- Directed by: Leander Haußmann
- Written by: Rochus Hahn Alexander Stever
- Produced by: Oliver Berben Herman Weigel
- Starring: Benno Fürmann Jessica Schwarz Matthias Matschke Uwe Ochsenknecht Nadja Becker Katja Flint Thomas Kretschmann Sascha Schmitz
- Cinematography: Tilman Büttner
- Edited by: Peter R. Adam
- Music by: James Last
- Distributed by: Constantin Film
- Release date: 29 November 2007;
- Running time: 103 minutes
- Country: Germany
- Language: German
- Box office: $15,026,914

= Why Men Don't Listen and Women Can't Read Maps =

Why Men Don't Listen and Women Can't Read Maps (Warum Männer nicht zuhören und Frauen schlecht einparken, literally "Why Men Don't Listen and Women Park Badly") is a 2007 German comedy film directed by Leander Haußmann.

== Plot ==
The successful lawyer and ladies' man Jan (Benno Fürmann) observes through a window of his apartment, how a car scrapes his red convertible.

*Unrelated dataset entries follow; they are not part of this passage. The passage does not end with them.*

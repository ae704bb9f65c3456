//! Bitmap API.

#[cfg(feature = "build")]
use alloc::{vec, vec::Vec};

/// Bit-compressed [`Vec<bool>`].
///
/// Used for the set of claimed slots during construction and for slot occupancy in the encoded
/// table.
#[cfg(feature = "build")]
pub struct BitMap {
    /// Underlying container.
    ///
    /// Bit `index` is stored in byte `index / 8` at bit `index % 8`, counting from LSB.
    data: Vec<u8>,
}

#[cfg(feature = "build")]
impl BitMap {
    /// Create a bitmap of a given length, filled with zero bits.
    pub fn new_zeros(len: usize) -> Self {
        Self {
            data: vec![0; byte_len(len)],
        }
    }

    /// Set the bit at `index` to one.
    ///
    /// # Panics
    ///
    /// Panics if `index` is out of bounds.
    pub fn set(&mut self, index: usize) {
        self.data[index / 8] |= 1 << (index % 8);
    }

    /// Get the bit at `index`.
    ///
    /// # Panics
    ///
    /// Panics if `index` is out of bounds.
    pub fn get(&self, index: usize) -> bool {
        get_bit(&self.data, index)
    }

    /// The underlying bytes, in the layout documented on [`data`](Self::data).
    pub fn as_bytes(&self) -> &[u8] {
        &self.data
    }
}

/// Number of bytes needed to store `len` bits.
pub const fn byte_len(len: usize) -> usize {
    len.div_ceil(8)
}

/// Read bit `index` from a byte slice in [`BitMap`] layout.
///
/// # Panics
///
/// Panics if `index / 8` is out of bounds.
pub fn get_bit(data: &[u8], index: usize) -> bool {
    (data[index / 8] >> (index % 8)) & 1 == 1
}
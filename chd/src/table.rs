//! Immutable CHD tables.

use super::{
    format::Layout,
    hash::{inner_index, outer_index, RapidStringHash, StringHash},
    value::{Value, ValueMode},
    Error, Result,
};
use alloc::{borrow::Cow, vec::Vec};
use core::{fmt, marker::PhantomData};
use std::io::{Read, Write};
use varint_rs::VarintReader;

/// A static perfect hash table.
///
/// Maps a fixed set of byte-string keys to values. Built by [`Builder`](crate::Builder) or loaded
/// from bytes produced by [`Table::write`].
///
/// The table lives in its encoded form: lookups read seeds, indices, keys and values directly from
/// the underlying buffer. The buffer is either owned or borrowed, which is what the lifetime
/// parameter tracks; use `'static` for owned tables.
///
/// `S` is the string hash the table was built with. It has to match when loading.
pub struct Table<'a, S = RapidStringHash> {
    /// The encoded table.
    data: Cow<'a, [u8]>,

    /// Validated section positions within [`data`](Self::data).
    layout: Layout,

    /// Mark [`Table`] as using `S` without owning one.
    _marker: PhantomData<fn() -> S>,
}

impl<'a, S: StringHash> Table<'a, S> {
    /// Validate encoded bytes and wrap them into a table.
    fn from_data(data: Cow<'a, [u8]>) -> Result<Self> {
        let layout = Layout::parse(&data, S::ID)?;
        let table = Self {
            data,
            layout,
            _marker: PhantomData,
        };

        log::trace!(
            "loaded table: {} entries, {} slots, {} buckets, {} seeds",
            table.len(),
            table.size(),
            table.bucket_count(),
            table.layout.seed_count,
        );
        Ok(table)
    }

    /// Take ownership of freshly encoded bytes.
    #[cfg(feature = "build")]
    pub(crate) fn from_encoded(data: Vec<u8>) -> Result<Table<'static, S>> {
        Table::from_data(Cow::Owned(data))
    }

    /// Load a table from bytes produced by [`Table::write`].
    ///
    /// The buffer is validated once; afterwards lookups never fail or panic. If `writable` is
    /// `false`, the table borrows `buf` and reads everything from it in place, which is the mode
    /// to use for memory-mapped files. If `writable` is `true`, the bytes are copied into storage
    /// owned by the table, detaching it from `buf`.
    ///
    /// # Errors
    ///
    /// Fails if `buf` is not a table written by this version of the crate, if it was built with a
    /// different string hash than `S`, or if it is corrupt.
    #[inline]
    pub fn load_from_bytes(buf: &'a [u8], writable: bool) -> Result<Self> {
        if writable {
            Self::from_data(Cow::Owned(buf.to_vec()))
        } else {
            Self::from_data(Cow::Borrowed(buf))
        }
    }

    /// Read a whole table from a reader into owned storage.
    ///
    /// # Errors
    ///
    /// Fails on I/O errors and for the same reasons as [`Table::load_from_bytes`].
    #[inline]
    pub fn read_from(mut reader: impl Read) -> Result<Table<'static, S>> {
        let mut data = Vec::new();
        reader.read_to_end(&mut data)?;
        Table::from_data(Cow::Owned(data))
    }

    /// Compute the slot `key` maps to.
    ///
    /// For keys in the table this is the slot holding the entry, and distinct keys get distinct
    /// slots. For other keys the result is arbitrary, or `None` if the key falls into an empty
    /// bucket.
    #[inline]
    pub fn slot(&self, key: &[u8]) -> Option<usize> {
        let data = &*self.data;
        let hash = S::hash(key);
        let outer_seed = self.layout.seed(data, 0);
        #[allow(
            clippy::cast_possible_truncation,
            reason = "outer hash < bucket_count <= usize::MAX"
        )]
        let bucket = outer_index(hash, outer_seed, self.layout.bucket_count as u64) as usize;
        let seed = self
            .layout
            .seed(data, usize::from(self.layout.index(data, bucket)?));
        #[allow(
            clippy::cast_possible_truncation,
            reason = "inner hash < size <= usize::MAX"
        )]
        Some(inner_index(hash, outer_seed, seed, self.layout.size as u64) as usize)
    }

    /// Check that every stored key sits in the slot it hashes to.
    ///
    /// Loading only validates the structure of the buffer, which keeps it independent of the
    /// number of entries. An entry in the wrong slot is unreachable by [`get`](Self::get); this
    /// rehashes every key to find such entries. Tables without keys always pass.
    ///
    /// # Errors
    ///
    /// Returns [`Error::Corrupt`] if some entry is misplaced.
    #[inline]
    pub fn verify(&self) -> Result<()> {
        for (slot, key, _) in self.iter() {
            if let Some(key) = key {
                if self.slot(key) != Some(slot) {
                    return Err(Error::Corrupt("misplaced entry"));
                }
            }
        }
        Ok(())
    }

    /// Look up the value stored for `key`.
    ///
    /// If the table stores keys, `None` is returned for every key that was not added. If it does
    /// not, a key that was never added may return the value of whichever key occupies its slot.
    #[inline]
    pub fn get(&self, key: &[u8]) -> Option<Value<'_>> {
        let slot = self.slot(key)?;
        if let Some(stored) = self.key_at(slot) {
            if stored != key {
                return None;
            }
        }
        self.value_at(slot)
    }

    /// Look up a byte value. Returns `None` for integer tables.
    #[inline]
    pub fn get_bytes(&self, key: &[u8]) -> Option<&[u8]> {
        self.get(key).and_then(Value::as_bytes)
    }

    /// Look up an integer value. Returns `None` for byte tables.
    #[inline]
    pub fn get_u64(&self, key: &[u8]) -> Option<u64> {
        self.get(key).and_then(Value::as_u64)
    }

    /// Check if the table has an entry for `key`.
    ///
    /// Subject to the same false positives as [`get`](Self::get) when keys are not stored.
    #[inline]
    pub fn contains_key(&self, key: &[u8]) -> bool {
        self.get(key).is_some()
    }
}

impl<S> Table<'_, S> {
    /// Get number of entries.
    #[inline]
    pub const fn len(&self) -> usize {
        self.layout.len
    }

    /// Check if the table is empty.
    #[inline]
    pub const fn is_empty(&self) -> bool {
        self.len() == 0
    }

    /// Get the number of slots, `n`.
    #[inline]
    pub const fn size(&self) -> usize {
        self.layout.size
    }

    /// Get the number of buckets, `m`.
    #[inline]
    pub const fn bucket_count(&self) -> usize {
        self.layout.bucket_count
    }

    /// Check if keys are stored, i.e. if lookups of absent keys are guaranteed to miss.
    #[inline]
    pub const fn stores_keys(&self) -> bool {
        self.layout.store_keys
    }

    /// Get the kind of values the table holds.
    #[inline]
    pub const fn value_mode(&self) -> ValueMode {
        self.layout.mode
    }

    /// Iterate through the seed list `r`. The first seed is the outer seed.
    #[inline]
    pub fn seeds(&self) -> impl ExactSizeIterator<Item = u64> + '_ {
        (0..self.layout.seed_count).map(|index| self.layout.seed(&self.data, index))
    }

    /// Iterate through the seed index of every bucket. Empty buckets yield `None`.
    #[inline]
    pub fn indices(&self) -> impl ExactSizeIterator<Item = Option<u16>> + '_ {
        (0..self.layout.bucket_count).map(|bucket| self.layout.index(&self.data, bucket))
    }

    /// Get the key stored at `slot`.
    ///
    /// Returns `None` for empty slots, for out-of-range slots, and if keys are not stored.
    #[inline]
    pub fn key_at(&self, slot: usize) -> Option<&[u8]> {
        if slot >= self.size() || !self.layout.occupied(&self.data, slot) {
            return None;
        }
        self.layout.key(&self.data, slot)
    }

    /// Get the value stored at `slot`.
    ///
    /// Returns `None` for empty and out-of-range slots.
    #[inline]
    pub fn value_at(&self, slot: usize) -> Option<Value<'_>> {
        if slot >= self.size() || !self.layout.occupied(&self.data, slot) {
            return None;
        }
        let mut bytes = self.layout.value(&self.data, slot);
        match self.layout.mode {
            ValueMode::Bytes => Some(Value::Bytes(bytes)),
            // Varints were checked to be canonical during loading, so at most 10 bytes long
            ValueMode::UInt64 => bytes.read_u64_varint().ok().map(Value::UInt64),
        }
    }

    /// Iterate through occupied slots.
    ///
    /// Yields `(slot, key, value)`; the key is `None` if keys are not stored. Slots are visited in
    /// increasing order.
    #[inline]
    pub fn iter(&self) -> Iter<'_, S> {
        Iter {
            table: self,
            slot: 0,
        }
    }

    /// Get the encoded table.
    #[inline]
    pub fn to_bytes(&self) -> &[u8] {
        &self.data
    }

    /// Serialize the table.
    ///
    /// The output can be loaded back with [`Table::load_from_bytes`] or [`Table::read_from`]. On
    /// error, whatever was written to `sink` should be discarded.
    ///
    /// # Errors
    ///
    /// Propagates I/O errors from `sink`.
    #[inline]
    pub fn write(&self, mut sink: impl Write) -> Result<()> {
        sink.write_all(&self.data)?;
        Ok(())
    }

    /// Detach the table from the buffer it was loaded from.
    #[inline]
    #[must_use]
    pub fn into_owned(self) -> Table<'static, S> {
        Table {
            data: Cow::Owned(self.data.into_owned()),
            layout: self.layout,
            _marker: PhantomData,
        }
    }
}

impl<S> Clone for Table<'_, S> {
    #[inline]
    fn clone(&self) -> Self {
        Self {
            data: self.data.clone(),
            layout: self.layout.clone(),
            _marker: PhantomData,
        }
    }
}

impl<S> PartialEq for Table<'_, S> {
    /// Tables are equal if they have the same seeds, indices, keys and values. The encoding is
    /// canonical, so this compares the encoded bytes.
    #[inline]
    fn eq(&self, other: &Self) -> bool {
        self.data == other.data
    }
}

impl<S> Eq for Table<'_, S> {}

impl<S> fmt::Debug for Table<'_, S> {
    #[inline]
    fn fmt(&self, f: &mut fmt::Formatter<'_>) -> fmt::Result {
        f.debug_struct("Table")
            .field("len", &self.len())
            .field("size", &self.size())
            .field("bucket_count", &self.bucket_count())
            .field("seed_count", &self.layout.seed_count)
            .field("stores_keys", &self.stores_keys())
            .field("value_mode", &self.value_mode())
            .finish_non_exhaustive()
    }
}

/// Iterator over the occupied slots of a [`Table`], created by [`Table::iter`].
pub struct Iter<'t, S> {
    /// The table being iterated.
    table: &'t Table<'t, S>,
    /// Next slot to inspect.
    slot: usize,
}

impl<'t, S> Iterator for Iter<'t, S> {
    type Item = (usize, Option<&'t [u8]>, Value<'t>);

    #[inline]
    fn next(&mut self) -> Option<Self::Item> {
        while self.slot < self.table.size() {
            let slot = self.slot;
            self.slot = slot.saturating_add(1);
            if let Some(value) = self.table.value_at(slot) {
                return Some((slot, self.table.key_at(slot), value));
            }
        }
        None
    }
}
//! Grouping keys into buckets by their outer hash.

use super::hash::{Hasher, SeedSource};
use alloc::{vec, vec::Vec};

/// A key queued for placement: its string hash and its position among the builder entries.
#[derive(Clone, Copy, Debug, PartialEq, Eq)]
pub struct Member {
    /// Seedless string hash of the key.
    pub hash: u64,
    /// Index of the entry in the builder.
    pub entry: usize,
}

/// Keys sharing an outer hash value. Only exists while a table is being built.
#[derive(Clone, Debug, PartialEq, Eq)]
pub struct Bucket {
    /// The outer hash value shared by all members.
    pub index: usize,
    /// Members, in the order they were added to the builder.
    pub members: Vec<Member>,
}

/// Split key hashes into `bucket_count` buckets by their outer hash.
///
/// Returns all buckets, including empty ones, indexed by outer hash.
pub fn split<R: SeedSource>(
    hashes: impl IntoIterator<Item = u64>,
    hasher: &Hasher<R>,
    bucket_count: usize,
) -> Vec<Bucket> {
    let mut buckets: Vec<Bucket> = (0..bucket_count)
        .map(|index| Bucket {
            index,
            members: vec![],
        })
        .collect();
    for (entry, hash) in hashes.into_iter().enumerate() {
        #[allow(
            clippy::cast_possible_truncation,
            reason = "outer hash < bucket_count <= usize::MAX"
        )]
        let index = hasher.outer_hash(hash) as usize;
        buckets[index].members.push(Member { hash, entry });
    }
    buckets
}

/// Order buckets for displacement: largest first, ties broken by bucket index.
///
/// Resolving large buckets while few slots are claimed makes finding a seed for them cheap.
pub fn sort_for_displacement(buckets: &mut [Bucket]) {
    // Radix sort is stable, and `split` produces buckets in index order, so equal sizes keep
    // ascending bucket indices. Inverting the size sorts in decreasing order.
    radsort::sort_by_key(buckets, |bucket| !(bucket.members.len() as u64));
}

The driver is the equally successful publishing assistant Katrin (Jessica Schwarz). Despite initial mutual accusations, the two soon become a couple. Then the pregnant couple Rüdiger (Jan's brother) and Melanie are introduced. Subsequently, different hypotheses explaining the behavior of men and women are offered.